README.md•3.62 kB
# mcp-eval
Evaluate result of various queries/prompts using opslevel-mcp.
At the moment is just uses Anthropic's Claude API, but OpenAI support should come soon.
## Setup
Copy the `template.env` to `.env` and set the necessary variables.
```sh
ANTHROPIC_API_KEY='' # required
OPSLEVEL_APP_URL='' # optional
OPSLEVEL_API_TOKEN='' # required
MCP_SERVER_PATH='' # required
```
You can also pass these as flags to the command line.
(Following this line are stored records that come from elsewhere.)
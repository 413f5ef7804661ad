//! Grant clause reader
//!
//! Recursive descent over the token stream produced by the lexer. Keywords
//! are case-insensitive. Keystore entries are accepted and skipped.

use super::lexer::{tokenize, Token, TokenKind};
use super::GrantClause;
use crate::core::{PolicyError, PolicyResult};
use crate::permissions::{PermissionDescriptor, PrincipalEntry};

struct Reader {
    tokens: Vec<Token>,
    pos: usize,
}

impl Reader {
    fn new(tokens: Vec<Token>) -> Self {
        Self { tokens, pos: 0 }
    }

    fn peek(&self) -> Option<&TokenKind> {
        self.tokens.get(self.pos).map(|t| &t.kind)
    }

    /// Line of the current token, or of the last token at end of input
    fn line(&self) -> usize {
        self.tokens
            .get(self.pos)
            .or_else(|| self.tokens.last())
            .map(|t| t.line)
            .unwrap_or(1)
    }

    fn advance(&mut self) -> Option<TokenKind> {
        let token = self.tokens.get(self.pos).map(|t| t.kind.clone());
        if token.is_some() {
            self.pos += 1;
        }
        token
    }

    fn error(&self, message: impl Into<String>) -> PolicyError {
        PolicyError::parse(self.line(), message)
    }

    fn peek_keyword(&self, keyword: &str) -> bool {
        matches!(self.peek(), Some(TokenKind::Word(w)) if w.eq_ignore_ascii_case(keyword))
    }

    fn eat(&mut self, kind: &TokenKind) -> bool {
        if self.peek() == Some(kind) {
            self.pos += 1;
            true
        } else {
            false
        }
    }

    fn expect(&mut self, kind: TokenKind, what: &str) -> PolicyResult<()> {
        if self.eat(&kind) {
            Ok(())
        } else {
            Err(self.error(format!("expected {}", what)))
        }
    }

    fn expect_quoted(&mut self, what: &str) -> PolicyResult<String> {
        match self.peek() {
            Some(TokenKind::Quoted(_)) => match self.advance() {
                Some(TokenKind::Quoted(s)) => Ok(s),
                _ => Err(self.error(format!("expected quoted {}", what))),
            },
            _ => Err(self.error(format!("expected quoted {}", what))),
        }
    }

    /// A bare word or a quoted string
    fn expect_name(&mut self, what: &str) -> PolicyResult<String> {
        match self.peek() {
            Some(TokenKind::Word(_)) | Some(TokenKind::Quoted(_)) => match self.advance() {
                Some(TokenKind::Word(s)) | Some(TokenKind::Quoted(s)) => Ok(s),
                _ => Err(self.error(format!("expected {}", what))),
            },
            _ => Err(self.error(format!("expected {}", what))),
        }
    }

    fn read_all(&mut self) -> PolicyResult<Vec<GrantClause>> {
        let mut clauses = Vec::new();
        while self.peek().is_some() {
            if self.peek_keyword("grant") {
                self.pos += 1;
                clauses.push(self.read_grant()?);
            } else if self.peek_keyword("keystore") || self.peek_keyword("keystorePasswordURL") {
                self.skip_keystore()?;
            } else {
                return Err(self.error("expected 'grant' or 'keystore'"));
            }
        }
        Ok(clauses)
    }

    fn skip_keystore(&mut self) -> PolicyResult<()> {
        let line = self.line();
        while let Some(kind) = self.advance() {
            if kind == TokenKind::Semicolon {
                tracing::warn!("Ignoring keystore entry on line {}", line);
                return Ok(());
            }
        }
        Err(PolicyError::parse(line, "keystore entry is missing ';'"))
    }

    fn read_grant(&mut self) -> PolicyResult<GrantClause> {
        let mut clause = GrantClause::default();

        loop {
            if self.eat(&TokenKind::LBrace) {
                break;
            } else if self.eat(&TokenKind::Comma) {
                continue;
            } else if self.peek_keyword("signedBy") {
                self.pos += 1;
                clause.signed_by = Some(self.expect_quoted("signer")?);
            } else if self.peek_keyword("codeBase") {
                self.pos += 1;
                clause.codebase = Some(self.expect_quoted("codebase")?);
            } else if self.peek_keyword("principal") {
                self.pos += 1;
                let class = self.expect_name("principal class")?;
                let name = self.expect_name("principal name")?;
                clause.principals.insert(PrincipalEntry::new(class, name));
            } else {
                return Err(self.error("expected 'signedBy', 'codeBase', 'principal' or '{'"));
            }
        }

        while !self.eat(&TokenKind::RBrace) {
            if self.peek().is_none() {
                return Err(self.error("grant entry is missing '}'"));
            }
            if !self.peek_keyword("permission") {
                return Err(self.error("expected 'permission' or '}'"));
            }
            self.pos += 1;
            clause.permissions.push(self.read_permission()?);
        }
        self.eat(&TokenKind::Semicolon);

        tracing::debug!(
            "Read grant clause with {} permission(s), codebase {:?}",
            clause.permissions.len(),
            clause.codebase
        );
        Ok(clause)
    }

    fn read_permission(&mut self) -> PolicyResult<PermissionDescriptor> {
        let class_name = self.expect_name("permission class")?;
        let mut descriptor = PermissionDescriptor::new(class_name, "");

        if let Some(TokenKind::Quoted(_)) = self.peek() {
            descriptor.target = self.expect_quoted("target")?;
        }

        while self.eat(&TokenKind::Comma) {
            if self.peek_keyword("signedBy") {
                self.pos += 1;
                descriptor.signed_by = Some(self.expect_quoted("signer")?);
            } else {
                descriptor.actions = self.expect_quoted("actions")?;
            }
        }

        self.expect(TokenKind::Semicolon, "';' after permission")?;
        Ok(descriptor)
    }
}

/// Read every grant clause in `text`, in file order
pub fn read_clauses(text: &str) -> PolicyResult<Vec<GrantClause>> {
    let tokens = tokenize(text)?;
    Reader::new(tokens).read_all()
}

#[cfg(test)]
mod tests {
    use super::*;

    const READ_PERMISSION: &str = "permission java.io.FilePermission \"${user.home}\", \"read\";";
    const WRITE_PERMISSION: &str = "permission java.io.FilePermission \"${user.home}\", \"write\";";

    fn read_perm() -> PermissionDescriptor {
        PermissionDescriptor::with_actions("java.io.FilePermission", "${user.home}", "read")
    }

    fn write_perm() -> PermissionDescriptor {
        PermissionDescriptor::with_actions("java.io.FilePermission", "${user.home}", "write")
    }

    fn single(text: &str) -> GrantClause {
        let mut clauses = read_clauses(text).unwrap();
        assert_eq!(clauses.len(), 1, "expected one clause in {:?}", text);
        clauses.remove(0)
    }

    #[test]
    fn test_normal_policy() {
        let clause = single(&format!("grant {{\n\t{}\n}};\n", READ_PERMISSION));
        assert!(clause.is_unscoped());
        assert_eq!(clause.permissions, vec![read_perm()]);
    }

    #[test]
    fn test_line_ending_variants_are_equivalent() {
        let lf = format!("grant {{\n\t{}\n}};\n", READ_PERMISSION);
        let crlf = format!("grant {{\r\n\t{}\r\n}};\r\n", READ_PERMISSION);
        let mixed = format!("grant {{\n\n\t{}\r\n}};\n", READ_PERMISSION);
        let one_line = format!("grant {{ {} }};", READ_PERMISSION);
        let expected = read_clauses(&lf).unwrap();
        assert_eq!(read_clauses(&crlf).unwrap(), expected);
        assert_eq!(read_clauses(&mixed).unwrap(), expected);
        assert_eq!(read_clauses(&one_line).unwrap(), expected);
    }

    #[test]
    fn test_comments() {
        let header = format!("/* TEST COMMENT */\ngrant {{\n\t{}\n}};\n", READ_PERMISSION);
        assert_eq!(single(&header).permissions, vec![read_perm()]);

        let trailing = format!("grant {{\n\t{} // comment\n}};\n", READ_PERMISSION);
        assert_eq!(single(&trailing).permissions, vec![read_perm()]);

        let blocked_permission = format!("grant {{\n\t/*{}*/\n}};\n", READ_PERMISSION);
        assert!(single(&blocked_permission).permissions.is_empty());

        let commented_line = format!("grant {{\n\t//{}\n}};\n", READ_PERMISSION);
        assert!(single(&commented_line).permissions.is_empty());

        let blocked_policy = format!("/*grant {{\n\t{}\n}};\n*/\n", READ_PERMISSION);
        assert!(read_clauses(&blocked_policy).unwrap().is_empty());

        assert!(read_clauses("/* TEST COMMENT */\n").unwrap().is_empty());
    }

    #[test]
    fn test_multiple_permissions() {
        let separate = format!("grant {{\n\t{}\n\t{}\n}};\n", READ_PERMISSION, WRITE_PERMISSION);
        let same_line = format!("grant {{\n\t{} {}\n}};\n", READ_PERMISSION, WRITE_PERMISSION);
        assert_eq!(single(&separate).permissions, vec![read_perm(), write_perm()]);
        assert_eq!(single(&same_line).permissions, vec![read_perm(), write_perm()]);
    }

    #[test]
    fn test_scoped_grant() {
        let text = "grant signedBy \"someCA\", codeBase \"http://example.com\", \
                    principal javax.security.auth.x500.X500Principal \"cn=Duke\" {\n\
                    permission java.awt.AWTPermission \"accessClipboard\";\n};";
        let clause = single(text);
        assert_eq!(clause.signed_by.as_deref(), Some("someCA"));
        assert_eq!(clause.codebase.as_deref(), Some("http://example.com"));
        assert_eq!(clause.principals.len(), 1);
        assert_eq!(
            clause.principals.iter().next().unwrap(),
            &PrincipalEntry::new("javax.security.auth.x500.X500Principal", "cn=Duke")
        );
        assert_eq!(
            clause.permissions,
            vec![PermissionDescriptor::new("java.awt.AWTPermission", "accessClipboard")]
        );
    }

    #[test]
    fn test_keywords_are_case_insensitive() {
        let clause = single("GRANT CODEBASE \"http://example.com\" { PERMISSION a.B \"x\"; };");
        assert_eq!(clause.codebase.as_deref(), Some("http://example.com"));
        assert_eq!(clause.permissions, vec![PermissionDescriptor::new("a.B", "x")]);
    }

    #[test]
    fn test_missing_codebase_is_absent() {
        let clause = single("grant signedBy \"someCA\" { };");
        assert_eq!(clause.codebase, None);
        assert!(!clause.is_unscoped());
    }

    #[test]
    fn test_permission_forms() {
        let text = "grant {\n\
                    permission java.security.AllPermission;\n\
                    permission a.B \"t\", signedBy \"signer\";\n\
                    permission a.C \"t\", \"read\", signedBy \"signer\";\n\
                    };";
        let clause = single(text);
        assert_eq!(
            clause.permissions,
            vec![
                PermissionDescriptor::new("java.security.AllPermission", ""),
                PermissionDescriptor::new("a.B", "t").signed_by("signer"),
                PermissionDescriptor::with_actions("a.C", "t", "read").signed_by("signer"),
            ]
        );
    }

    #[test]
    fn test_keystore_is_skipped() {
        let text = "keystore \"file:/keys\", \"jks\";\nkeystorePasswordURL \"file:/pw\";\ngrant { };";
        assert_eq!(read_clauses(text).unwrap().len(), 1);
    }

    #[test]
    fn test_structural_errors() {
        assert!(matches!(
            read_clauses("grant { permission a.B \"x\" };"),
            Err(PolicyError::Parse { .. })
        ));
        assert!(matches!(
            read_clauses("grant {\npermission a.B \"x\";\n"),
            Err(PolicyError::Parse { line: 2, .. })
        ));
        assert!(matches!(
            read_clauses("allow everything;"),
            Err(PolicyError::Parse { line: 1, .. })
        ));
        assert!(matches!(
            read_clauses("grant codeBase http://x { };"),
            Err(PolicyError::Parse { .. })
        ));
    }

    #[test]
    fn test_empty_input() {
        assert!(read_clauses("").unwrap().is_empty());
        assert!(read_clauses("\n\r\n  \t").unwrap().is_empty());
    }
}
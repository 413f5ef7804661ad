//! Immutable snapshot of one grant scope

use serde::{Deserialize, Serialize};
use std::collections::BTreeSet;

use super::PolicyIdentifier;
use crate::core::{PolicyError, PolicyResult};
use crate::permissions::{KnownPermission, PermissionDescriptor};

/// One identifier with its granted categories and custom permissions
#[derive(Debug, Clone, PartialEq, Eq, Serialize, Deserialize)]
pub struct PolicyEntry {
    identifier: PolicyIdentifier,
    permissions: BTreeSet<KnownPermission>,
    custom_permissions: BTreeSet<PermissionDescriptor>,
}

impl PolicyEntry {
    /// Start building an entry
    pub fn builder() -> PolicyEntryBuilder {
        PolicyEntryBuilder::default()
    }

    pub(crate) fn from_parts(
        identifier: PolicyIdentifier,
        permissions: BTreeSet<KnownPermission>,
        custom_permissions: BTreeSet<PermissionDescriptor>,
    ) -> Self {
        Self {
            identifier,
            permissions,
            custom_permissions,
        }
    }

    pub fn identifier(&self) -> &PolicyIdentifier {
        &self.identifier
    }

    /// Granted categories
    pub fn permissions(&self) -> &BTreeSet<KnownPermission> {
        &self.permissions
    }

    /// Permissions outside the known catalog
    pub fn custom_permissions(&self) -> &BTreeSet<PermissionDescriptor> {
        &self.custom_permissions
    }

    /// Consume the entry into its parts
    pub fn into_parts(
        self,
    ) -> (
        PolicyIdentifier,
        BTreeSet<KnownPermission>,
        BTreeSet<PermissionDescriptor>,
    ) {
        (self.identifier, self.permissions, self.custom_permissions)
    }
}

/// Builder for [`PolicyEntry`]
///
/// Both `permissions` and `custom_permissions` must be supplied, even if
/// empty. The identifier defaults to [`PolicyIdentifier::AllCode`].
#[derive(Debug, Default)]
pub struct PolicyEntryBuilder {
    identifier: Option<PolicyIdentifier>,
    permissions: Option<BTreeSet<KnownPermission>>,
    custom_permissions: Option<BTreeSet<PermissionDescriptor>>,
}

impl PolicyEntryBuilder {
    pub fn identifier(mut self, identifier: PolicyIdentifier) -> Self {
        self.identifier = Some(identifier);
        self
    }

    /// Scope the entry to a codebase only; `None` becomes `""`
    pub fn codebase(mut self, codebase: Option<&str>) -> Self {
        self.identifier = Some(PolicyIdentifier::from_codebase(codebase.unwrap_or("")));
        self
    }

    pub fn permissions<I>(mut self, permissions: I) -> Self
    where
        I: IntoIterator<Item = KnownPermission>,
    {
        self.permissions = Some(permissions.into_iter().collect());
        self
    }

    /// Set the custom permissions; `None` elements are dropped
    pub fn custom_permissions<I, T>(mut self, custom: I) -> Self
    where
        I: IntoIterator<Item = T>,
        T: Into<Option<PermissionDescriptor>>,
    {
        self.custom_permissions = Some(
            custom
                .into_iter()
                .filter_map(Into::<Option<PermissionDescriptor>>::into)
                .collect(),
        );
        self
    }

    pub fn build(self) -> PolicyResult<PolicyEntry> {
        let permissions = self
            .permissions
            .ok_or_else(|| PolicyError::invalid_entry("permissions were not set"))?;
        let custom_permissions = self
            .custom_permissions
            .ok_or_else(|| PolicyError::invalid_entry("custom permissions were not set"))?;

        Ok(PolicyEntry {
            identifier: self.identifier.unwrap_or(PolicyIdentifier::AllCode),
            permissions,
            custom_permissions,
        })
    }
}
See `yarn eval --help` for more details
## Prompts
Prompts are kept in `prompts.js`. Each prompt has a `slug` and a `query`.
## Running
The `MCP_SERVER_PATH` environment variable is the path on your local file system that points to the MCP server you want to test.
```
yarn run eval
```
If you don't set the `MCP_SERVER_PATH` environment variable, you must provide the path as a command-line argument.
```
yarn run eval path/to/opslevel-mcp
```
If you provide both the `MCP_SERVER_PATH` variable and the command-line argument, the command-line argument takes precedence.
For more detailed logging:
```
DEBUG=true yarn run eval
```
## Results
The results are in the `results` folder. Each run creates a new folder with the time of the run (eg: `2025-04-21T17:57/`).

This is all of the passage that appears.